*** Begin section ***

//! Maintenance status shown in the primary window

mod countdown;
mod progress;

pub use countdown::{Countdown, Remaining};
pub use progress::{ProgressSimulator, ProgressSnapshot, Step, PROGRESS_CAP};
//! Gesture router state machine

use crate::math::{Rect, Vec2};
use crate::window::{GestureKind, WindowId};
use super::{DragGesture, ListenerId, ResizeGesture};

/// Gesture in progress
#[derive(Clone, Copy, Debug, PartialEq)]
pub enum Gesture {
    /// Moving a window by its title bar
    Drag(DragGesture),
    /// Resizing a window from an affordance
    Resize(ResizeGesture),
}

impl Gesture {
    /// Listener kind for this gesture
    pub fn kind(&self) -> GestureKind {
        match self {
            Gesture::Drag(_) => GestureKind::Drag,
            Gesture::Resize(_) => GestureKind::Resize,
        }
    }

    /// New geometry for a pointer position
    pub fn apply(&self, current: &Rect, pointer: Vec2) -> Rect {
        match self {
            Gesture::Drag(drag) => current.with_position(drag.position_at(pointer)),
            Gesture::Resize(resize) => resize.apply(pointer),
        }
    }
}

/// The single active gesture, with the listeners it registered
#[derive(Clone, Copy, Debug, PartialEq)]
pub struct ActiveGesture {
    pub window_id: WindowId,
    pub gesture: Gesture,
    pub listeners: [ListenerId; 2],
}

/// Gesture router managing the active pointer session
///
/// There is one pointer, so at most one gesture exists at a time.
#[derive(Debug, Default)]
pub struct GestureRouter {
    active: Option<ActiveGesture>,
}

impl GestureRouter {
    /// Create a new router
    pub fn new() -> Self {
        Self { active: None }
    }

    /// Current gesture
    #[inline]
    pub fn active(&self) -> Option<&ActiveGesture> {
        self.active.as_ref()
    }

    /// Check if a gesture is in progress
    #[inline]
    pub fn is_active(&self) -> bool {
        self.active.is_some()
    }

    /// Check if `window_id` owns the active gesture
    #[inline]
    pub fn is_active_for(&self, window_id: WindowId) -> bool {
        self.active.is_some_and(|a| a.window_id == window_id)
    }

    /// Start a gesture, replacing any previous one
    ///
    /// Returns the replaced gesture so its listeners can be released.
    pub fn start(
        &mut self,
        window_id: WindowId,
        gesture: Gesture,
        listeners: [ListenerId; 2],
    ) -> Option<ActiveGesture> {
        self.active.replace(ActiveGesture {
            window_id,
            gesture,
            listeners,
        })
    }

    /// End the current gesture
    pub fn end(&mut self) -> Option<ActiveGesture> {
        self.active.take()
    }

    /// End the gesture only if `window_id` owns it
    pub fn cancel_for(&mut self, window_id: WindowId) -> Option<ActiveGesture> {
        if self.is_active_for(window_id) {
            self.active.take()
        } else {
            None
        }
    }
}

#[cfg(test)]
mod tests {
    use super::*;
    use crate::math::{Size, CHROME_STYLE};
    use crate::window::ResizeDirection;

    fn drag() -> Gesture {
        Gesture::Drag(DragGesture { offset: Vec2::new(10.0, 10.0) })
    }

    #[test]
    fn test_router_start_and_end() {
        let mut router = GestureRouter::new();
        assert!(!router.is_active());

        assert!(router.start(1, drag(), [1, 2]).is_none());
        assert!(router.is_active_for(1));
        assert!(!router.is_active_for(2));

        let ended = router.end().unwrap();
        assert_eq!(ended.listeners, [1, 2]);
        assert!(!router.is_active());
    }

    #[test]
    fn test_start_replaces_previous() {
        let mut router = GestureRouter::new();
        router.start(1, drag(), [1, 2]);
        let replaced = router.start(2, drag(), [3, 4]).unwrap();
        assert_eq!(replaced.window_id, 1);
        assert!(router.is_active_for(2));
    }

    #[test]
    fn test_cancel_for_other_window_is_noop() {
        let mut router = GestureRouter::new();
        router.start(1, drag(), [1, 2]);
        assert!(router.cancel_for(2).is_none());
        assert!(router.cancel_for(1).is_some());
    }

    #[test]
    fn test_gesture_apply() {
        let current = Rect::new(0.0, 0.0, 400.0, 300.0);
        let moved = drag().apply(&current, Vec2::new(110.0, 60.0));
        assert_eq!(moved, Rect::new(100.0, 50.0, 400.0, 300.0));

        let resize = Gesture::Resize(ResizeGesture::begin(
            ResizeDirection::E,
            current,
            Vec2::new(400.0, 10.0),
            CHROME_STYLE.min_size,
        ));
        let r = resize.apply(&current, Vec2::new(450.0, 10.0));
        assert_eq!(r.size(), Size::new(450.0, 300.0));
        assert_eq!(resize.kind(), GestureKind::Resize);
    }
}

*** End section ***

What needs to be done: The data above is to be returned exactly, with nothing altered.

Task solution:
//! Maintenance status shown in the primary window

mod countdown;
mod progress;

pub use countdown::{Countdown, Remaining};
pub use progress::{ProgressSimulator, ProgressSnapshot, Step, PROGRESS_CAP};
//! Gesture router state machine

use crate::math::{Rect, Vec2};
use crate::window::{GestureKind, WindowId};
use super::{DragGesture, ListenerId, ResizeGesture};

/// Gesture in progress
#[derive(Clone, Copy, Debug, PartialEq)]
pub enum Gesture {
    /// Moving a window by its title bar
    Drag(DragGesture),
    /// Resizing a window from an affordance
    Resize(ResizeGesture),
}

impl Gesture {
    /// Listener kind for this gesture
    pub fn kind(&self) -> GestureKind {
        match self {
            Gesture::Drag(_) => GestureKind::Drag,
            Gesture::Resize(_) => GestureKind::Resize,
        }
    }

    /// New geometry for a pointer position
    pub fn apply(&self, current: &Rect, pointer: Vec2) -> Rect {
        match self {
            Gesture::Drag(drag) => current.with_position(drag.position_at(pointer)),
            Gesture::Resize(resize) => resize.apply(pointer),
        }
    }
}

/// The single active gesture, with the listeners it registered
#[derive(Clone, Copy, Debug, PartialEq)]
pub struct ActiveGesture {
    pub window_id: WindowId,
    pub gesture: Gesture,
    pub listeners: [ListenerId; 2],
}

/// Gesture router managing the active pointer session
///
/// There is one pointer, so at most one gesture exists at a time.
#[derive(Debug, Default)]
pub struct GestureRouter {
    active: Option<ActiveGesture>,
}

impl GestureRouter {
    /// Create a new router
    pub fn new() -> Self {
        Self { active: None }
    }

    /// Current gesture
    #[inline]
    pub fn active(&self) -> Option<&ActiveGesture> {
        self.active.as_ref()
    }

    /// Check if a gesture is in progress
    #[inline]
    pub fn is_active(&self) -> bool {
        self.active.is_some()
    }

    /// Check if `window_id` owns the active gesture
    #[inline]
    pub fn is_active_for(&self, window_id: WindowId) -> bool {
        self.active.is_some_and(|a| a.window_id == window_id)
    }

    /// Start a gesture, replacing any previous one
    ///
    /// Returns the replaced gesture so its listeners can be released.
    pub fn start(
        &mut self,
        window_id: WindowId,
        gesture: Gesture,
        listeners: [ListenerId; 2],
    ) -> Option<ActiveGesture> {
        self.active.replace(ActiveGesture {
            window_id,
            gesture,
            listeners,
        })
    }

    /// End the current gesture
    pub fn end(&mut self) -> Option<ActiveGesture> {
        self.active.take()
    }

    /// End the gesture only if `window_id` owns it
    pub fn cancel_for(&mut self, window_id: WindowId) -> Option<ActiveGesture> {
        if self.is_active_for(window_id) {
            self.active.take()
        } else {
            None
        }
    }
}

#[cfg(test)]
mod tests {
    use super::*;
    use crate::math::{Size, CHROME_STYLE};
    use crate::window::ResizeDirection;

    fn drag() -> Gesture {
        Gesture::Drag(DragGesture { offset: Vec2::new(10.0, 10.0) })
    }

    #[test]
    fn test_router_start_and_end() {
        let mut router = GestureRouter::new();
        assert!(!router.is_active());

        assert!(router.start(1, drag(), [1, 2]).is_none());
        assert!(router.is_active_for(1));
        assert!(!router.is_active_for(2));

        let ended = router.end().unwrap();
        assert_eq!(ended.listeners, [1, 2]);
        assert!(!router.is_active());
    }

    #[test]
    fn test_start_replaces_previous() {
        let mut router = GestureRouter::new();
        router.start(1, drag(), [1, 2]);
        let replaced = router.start(2, drag(), [3, 4]).unwrap();
        assert_eq!(replaced.window_id, 1);
        assert!(router.is_active_for(2));
    }

    #[test]
    fn test_cancel_for_other_window_is_noop() {
        let mut router = GestureRouter::new();
        router.start(1, drag(), [1, 2]);
        assert!(router.cancel_for(2).is_none());
        assert!(router.cancel_for(1).is_some());
    }

    #[test]
    fn test_gesture_apply() {
        let current = Rect::new(0.0, 0.0, 400.0, 300.0);
        let moved = drag().apply(&current, Vec2::new(110.0, 60.0));
        assert_eq!(moved, Rect::new(100.0, 50.0, 400.0, 300.0));

        let resize = Gesture::Resize(ResizeGesture::begin(
            ResizeDirection::E,
            current,
            Vec2::new(400.0, 10.0),
            CHROME_STYLE.min_size,
        ));
        let r = resize.apply(&current, Vec2::new(450.0, 10.0));
        assert_eq!(r.size(), Size::new(450.0, 300.0));
        assert_eq!(resize.kind(), GestureKind::Resize);
    }
}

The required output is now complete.